### Work instructions
Write out the whole listing, matching it exactly.
== Exercise data
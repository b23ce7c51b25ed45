//! Error types for the listener registry.
//!
//! Listener failures are carried through dispatch unchanged; the registry
//! only attaches the event and listener the failure came from.

use thiserror::Error;

/// Error returned by a listener callback.
///
/// Listeners may fail with any error type; it is boxed so that the
/// dispatcher can carry it back to the caller without inspecting it.
pub type ListenerError = Box<dyn std::error::Error + Send + Sync + 'static>;

/// Result type returned by listener callbacks.
pub type ListenerResult = std::result::Result<(), ListenerError>;

/// Errors raised by the registry while registering or dispatching.
#[derive(Debug, Error)]
pub enum DispatchError {
    /// A listener returned an error while handling an event.
    #[error("Listener \"{listener}\" failed on event \"{event}\": {source}")]
    ListenerFailed {
        /// The event being dispatched.
        event: String,
        /// Description of the failing listener.
        listener: String,
        /// The error returned by the listener.
        #[source]
        source: ListenerError,
    },

    /// A subscriber described an event without any listener method.
    #[error("Invalid subscription from {subscriber}: event \"{event}\" maps to no method")]
    InvalidSubscription {
        /// Type name of the subscriber.
        subscriber: String,
        /// The event with the empty mapping.
        event: String,
    },
}

impl DispatchError {
    /// Get the name of the event this error relates to.
    pub fn event(&self) -> &str {
        match self {
            DispatchError::ListenerFailed { event, .. } => event,
            DispatchError::InvalidSubscription { event, .. } => event,
        }
    }

    /// Check whether the error came from a listener.
    pub fn is_listener_failure(&self) -> bool {
        matches!(self, DispatchError::ListenerFailed { .. })
    }
}

/// Result type alias for registry operations.
pub type DispatchResult<T> = std::result::Result<T, DispatchError>;

#[cfg(test)]
mod tests {
    use super::*;

    #[test]
    fn test_listener_failed_display() {
        let err = DispatchError::ListenerFailed {
            event: "foo".to_string(),
            listener: "closure".to_string(),
            source: "boom".into(),
        };

        assert_eq!(
            err.to_string(),
            "Listener \"closure\" failed on event \"foo\": boom"
        );
        assert_eq!(err.event(), "foo");
        assert!(err.is_listener_failure());
    }

    #[test]
    fn test_invalid_subscription_display() {
        let err = DispatchError::InvalidSubscription {
            subscriber: "Mailer".to_string(),
            event: "bar".to_string(),
        };

        assert!(err.to_string().contains("\"bar\""));
        assert!(!err.is_listener_failure());
    }
}
impl EventDispatcher for TraceableDispatcher {
    fn add_listener(&self, event_name: &str, listener: Listener, priority: i32) {
        self.inner.add_listener(event_name, listener, priority);
    }

    fn remove_listener(&self, event_name: &str, listener: &Listener) {
        self.inner.remove_listener(event_name, listener);
    }

    fn add_subscriber(&self, subscriber: Arc<dyn EventSubscriber>) -> DispatchResult<()> {
        self.inner.add_subscriber(subscriber)
    }

    fn remove_subscriber(&self, subscriber: &Arc<dyn EventSubscriber>) {
        self.inner.remove_subscriber(subscriber);
    }

    fn listeners(&self, event_name: &str) -> Vec<Listener> {
        self.inner.listeners(event_name)
    }

    fn all_listeners(&self) -> Vec<(String, Vec<Listener>)> {
        self.inner.all_listeners()
    }

    fn has_listeners(&self, event_name: Option<&str>) -> bool {
        self.inner.has_listeners(event_name)
    }

    fn dispatch(&self, event_name: &str, event: &mut dyn Event) -> DispatchResult<()> {
        let phase = self.config.phase(event_name);
        let reopened = phase.and_then(|phase| self.before_phase(phase, &*event));

        let result = {
            let _period = self.event_period(event_name, SECTION_CATEGORY);
            self.dispatch_traced(event_name, event)
        };

        if let Some(phase) = phase {
            self.after_phase(phase, &*event, reopened);
        }
        result
    }
}

impl std::fmt::Debug for TraceableDispatcher {
    fn fmt(&self, f: &mut std::fmt::Formatter<'_>) -> std::fmt::Result {
        f.debug_struct("TraceableDispatcher")
            .field("stopwatch", &self.stopwatch.is_some())
            .field("logger", &self.logger.is_some())
            .field("config", &self.config)
            .field("calls", &self.calls)
            .finish()
    }
}

struct Progress {
    /// Index of the wrapped listener after which propagation was stopped.
    stopped_at: Option<usize>,
    skipped: Vec<bool>,
}
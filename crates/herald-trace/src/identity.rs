//! Listener identity formatting.
//!
//! Turns a [`Listener`] handle into the labels used by the instrumented
//! dispatcher: a kind, a human-readable `pretty` string, and the
//! `event.pretty` key under which call records and timing periods are filed.

use std::fmt;

use herald_dispatch::{Callable, Listener};
use serde::{Deserialize, Serialize};

/// The kind of callable behind a listener.
#[derive(Debug, Clone, Copy, PartialEq, Eq, Hash, Serialize, Deserialize)]
pub enum ListenerType {
    /// A named free function.
    Function,
    /// An anonymous closure.
    Closure,
    /// A method bound to an instance.
    Method,
    /// A type-level method.
    StaticMethod,
}

impl fmt::Display for ListenerType {
    fn fmt(&self, f: &mut fmt::Formatter<'_>) -> fmt::Result {
        match self {
            ListenerType::Function => write!(f, "Function"),
            ListenerType::Closure => write!(f, "Closure"),
            ListenerType::Method => write!(f, "Method"),
            ListenerType::StaticMethod => write!(f, "StaticMethod"),
        }
    }
}

/// Derived description of a listener.
#[derive(Debug, Clone, PartialEq, Eq, Serialize, Deserialize)]
pub struct ListenerIdentity {
    /// Callable kind.
    #[serde(rename = "type")]
    pub kind: ListenerType,
    /// Human-readable label.
    pub pretty: String,
    /// Short owner type name, for methods.
    #[serde(skip_serializing_if = "Option::is_none")]
    pub owner: Option<String>,
    /// Method name, for methods.
    #[serde(skip_serializing_if = "Option::is_none")]
    pub method: Option<String>,
    /// File the listener was built in.
    #[serde(skip_serializing_if = "Option::is_none")]
    pub file: Option<String>,
    /// Line the listener was built on.
    #[serde(skip_serializing_if = "Option::is_none")]
    pub line: Option<u32>,
}

impl ListenerIdentity {
    /// Describe `listener`.
    pub fn of(listener: &Listener) -> Self {
        let (kind, pretty, owner, method) = match listener.callable() {
            Callable::Function { name } => (ListenerType::Function, name.to_string(), None, None),
            Callable::Closure => (ListenerType::Closure, "closure".to_string(), None, None),
            Callable::Method { owner, method } => {
                let owner = short_type_name(owner);
                (
                    ListenerType::Method,
                    format!("{}::{}", owner, method),
                    Some(owner),
                    Some(method.to_string()),
                )
            }
            Callable::StaticMethod { owner, method } => {
                let owner = short_type_name(owner);
                (
                    ListenerType::StaticMethod,
                    format!("{}::{}", owner, method),
                    Some(owner),
                    Some(method.to_string()),
                )
            }
        };

        let location = listener.location();
        Self {
            kind,
            pretty,
            owner,
            method,
            file: location.map(|l| l.file().to_string()),
            line: location.map(|l| l.line()),
        }
    }

    /// Key of this listener for `event_name`: `event.pretty`.
    pub fn key(&self, event_name: &str) -> String {
        format!("{}.{}", event_name, self.pretty)
    }
}

impl fmt::Display for ListenerIdentity {
    fn fmt(&self, f: &mut fmt::Formatter<'_>) -> fmt::Result {
        write!(f, "{}", self.pretty)
    }
}

/// Strip module paths from a type name, generics included.
///
/// `app::mail::Mailer<alloc::string::String>` becomes `Mailer<String>`.
pub fn short_type_name(name: &str) -> String {
    let mut out = String::with_capacity(name.len());
    let mut segment = String::new();

    for c in name.chars() {
        match c {
            '<' | '>' | ',' | ' ' | '(' | ')' | '[' | ']' | '&' | ';' => {
                out.push_str(last_path_segment(&segment));
                segment.clear();
                out.push(c);
            }
            _ => segment.push(c),
        }
    }
    out.push_str(last_path_segment(&segment));
    out
}

fn last_path_segment(path: &str) -> &str {
    path.rsplit("::").next().unwrap_or(path)
}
====
### Exercise result
repository b23ce7c51b25ed45
//! Error types for the listener registry.
//!
//! Listener failures are carried through dispatch unchanged; the registry
//! only attaches the event and listener the failure came from.

use thiserror::Error;

/// Error returned by a listener callback.
///
/// Listeners may fail with any error type; it is boxed so that the
/// dispatcher can carry it back to the caller without inspecting it.
pub type ListenerError = Box<dyn std::error::Error + Send + Sync + 'static>;

/// Result type returned by listener callbacks.
pub type ListenerResult = std::result::Result<(), ListenerError>;

/// Errors raised by the registry while registering or dispatching.
#[derive(Debug, Error)]
pub enum DispatchError {
    /// A listener returned an error while handling an event.
    #[error("Listener \"{listener}\" failed on event \"{event}\": {source}")]
    ListenerFailed {
        /// The event being dispatched.
        event: String,
        /// Description of the failing listener.
        listener: String,
        /// The error returned by the listener.
        #[source]
        source: ListenerError,
    },

    /// A subscriber described an event without any listener method.
    #[error("Invalid subscription from {subscriber}: event \"{event}\" maps to no method")]
    InvalidSubscription {
        /// Type name of the subscriber.
        subscriber: String,
        /// The event with the empty mapping.
        event: String,
    },
}

impl DispatchError {
    /// Get the name of the event this error relates to.
    pub fn event(&self) -> &str {
        match self {
            DispatchError::ListenerFailed { event, .. } => event,
            DispatchError::InvalidSubscription { event, .. } => event,
        }
    }

    /// Check whether the error came from a listener.
    pub fn is_listener_failure(&self) -> bool {
        matches!(self, DispatchError::ListenerFailed { .. })
    }
}

/// Result type alias for registry operations.
pub type DispatchResult<T> = std::result::Result<T, DispatchError>;

#[cfg(test)]
mod tests {
    use super::*;

    #[test]
    fn test_listener_failed_display() {
        let err = DispatchError::ListenerFailed {
            event: "foo".to_string(),
            listener: "closure".to_string(),
            source: "boom".into(),
        };

        assert_eq!(
            err.to_string(),
            "Listener \"closure\" failed on event \"foo\": boom"
        );
        assert_eq!(err.event(), "foo");
        assert!(err.is_listener_failure());
    }

    #[test]
    fn test_invalid_subscription_display() {
        let err = DispatchError::InvalidSubscription {
            subscriber: "Mailer".to_string(),
            event: "bar".to_string(),
        };

        assert!(err.to_string().contains("\"bar\""));
        assert!(!err.is_listener_failure());
    }
}
impl EventDispatcher for TraceableDispatcher {
    fn add_listener(&self, event_name: &str, listener: Listener, priority: i32) {
        self.inner.add_listener(event_name, listener, priority);
    }

    fn remove_listener(&self, event_name: &str, listener: &Listener) {
        self.inner.remove_listener(event_name, listener);
    }

    fn add_subscriber(&self, subscriber: Arc<dyn EventSubscriber>) -> DispatchResult<()> {
        self.inner.add_subscriber(subscriber)
    }

    fn remove_subscriber(&self, subscriber: &Arc<dyn EventSubscriber>) {
        self.inner.remove_subscriber(subscriber);
    }

    fn listeners(&self, event_name: &str) -> Vec<Listener> {
        self.inner.listeners(event_name)
    }

    fn all_listeners(&self) -> Vec<(String, Vec<Listener>)> {
        self.inner.all_listeners()
    }

    fn has_listeners(&self, event_name: Option<&str>) -> bool {
        self.inner.has_listeners(event_name)
    }

    fn dispatch(&self, event_name: &str, event: &mut dyn Event) -> DispatchResult<()> {
        let phase = self.config.phase(event_name);
        let reopened = phase.and_then(|phase| self.before_phase(phase, &*event));

        let result = {
            let _period = self.event_period(event_name, SECTION_CATEGORY);
            self.dispatch_traced(event_name, event)
        };

        if let Some(phase) = phase {
            self.after_phase(phase, &*event, reopened);
        }
        result
    }
}

impl std::fmt::Debug for TraceableDispatcher {
    fn fmt(&self, f: &mut std::fmt::Formatter<'_>) -> std::fmt::Result {
        f.debug_struct("TraceableDispatcher")
            .field("stopwatch", &self.stopwatch.is_some())
            .field("logger", &self.logger.is_some())
            .field("config", &self.config)
            .field("calls", &self.calls)
            .finish()
    }
}

struct Progress {
    /// Index of the wrapped listener after which propagation was stopped.
    stopped_at: Option<usize>,
    skipped: Vec<bool>,
}
filename crates/herald-trace/src/identity.rs
//! Listener identity formatting.
//!
//! Turns a [`Listener`] handle into the labels used by the instrumented
//! dispatcher: a kind, a human-readable `pretty` string, and the
//! `event.pretty` key under which call records and timing periods are filed.

use std::fmt;

use herald_dispatch::{Callable, Listener};
use serde::{Deserialize, Serialize};

/// The kind of callable behind a listener.
#[derive(Debug, Clone, Copy, PartialEq, Eq, Hash, Serialize, Deserialize)]
pub enum ListenerType {
    /// A named free function.
    Function,
    /// An anonymous closure.
    Closure,
    /// A method bound to an instance.
    Method,
    /// A type-level method.
    StaticMethod,
}

impl fmt::Display for ListenerType {
    fn fmt(&self, f: &mut fmt::Formatter<'_>) -> fmt::Result {
        match self {
            ListenerType::Function => write!(f, "Function"),
            ListenerType::Closure => write!(f, "Closure"),
            ListenerType::Method => write!(f, "Method"),
            ListenerType::StaticMethod => write!(f, "StaticMethod"),
        }
    }
}

/// Derived description of a listener.
#[derive(Debug, Clone, PartialEq, Eq, Serialize, Deserialize)]
pub struct ListenerIdentity {
    /// Callable kind.
    #[serde(rename = "type")]
    pub kind: ListenerType,
    /// Human-readable label.
    pub pretty: String,
    /// Short owner type name, for methods.
    #[serde(skip_serializing_if = "Option::is_none")]
    pub owner: Option<String>,
    /// Method name, for methods.
    #[serde(skip_serializing_if = "Option::is_none")]
    pub method: Option<String>,
    /// File the listener was built in.
    #[serde(skip_serializing_if = "Option::is_none")]
    pub file: Option<String>,
    /// Line the listener was built on.
    #[serde(skip_serializing_if = "Option::is_none")]
    pub line: Option<u32>,
}

impl ListenerIdentity {
    /// Describe `listener`.
    pub fn of(listener: &Listener) -> Self {
        let (kind, pretty, owner, method) = match listener.callable() {
            Callable::Function { name } => (ListenerType::Function, name.to_string(), None, None),
            Callable::Closure => (ListenerType::Closure, "closure".to_string(), None, None),
            Callable::Method { owner, method } => {
                let owner = short_type_name(owner);
                (
                    ListenerType::Method,
                    format!("{}::{}", owner, method),
                    Some(owner),
                    Some(method.to_string()),
                )
            }
            Callable::StaticMethod { owner, method } => {
                let owner = short_type_name(owner);
                (
                    ListenerType::StaticMethod,
                    format!("{}::{}", owner, method),
                    Some(owner),
                    Some(method.to_string()),
                )
            }
        };

        let location = listener.location();
        Self {
            kind,
            pretty,
            owner,
            method,
            file: location.map(|l| l.file().to_string()),
            line: location.map(|l| l.line()),
        }
    }

    /// Key of this listener for `event_name`: `event.pretty`.
    pub fn key(&self, event_name: &str) -> String {
        format!("{}.{}", event_name, self.pretty)
    }
}

impl fmt::Display for ListenerIdentity {
    fn fmt(&self, f: &mut fmt::Formatter<'_>) -> fmt::Result {
        write!(f, "{}", self.pretty)
    }
}

/// Strip module paths from a type name, generics included.
///
/// `app::mail::Mailer<alloc::string::String>` becomes `Mailer<String>`.
pub fn short_type_name(name: &str) -> String {
    let mut out = String::with_capacity(name.len());
    let mut segment = String::new();

    for c in name.chars() {
        match c {
            '<' | '>' | ',' | ' ' | '(' | ')' | '[' | ']' | '&' | ';' => {
                out.push_str(last_path_segment(&segment));
                segment.clear();
                out.push(c);
            }
            _ => segment.push(c),
        }
    }
    out.push_str(last_path_segment(&segment));
    out
}

fn last_path_segment(path: &str) -> &str {
    path.rsplit("::").next().unwrap_or(path)
}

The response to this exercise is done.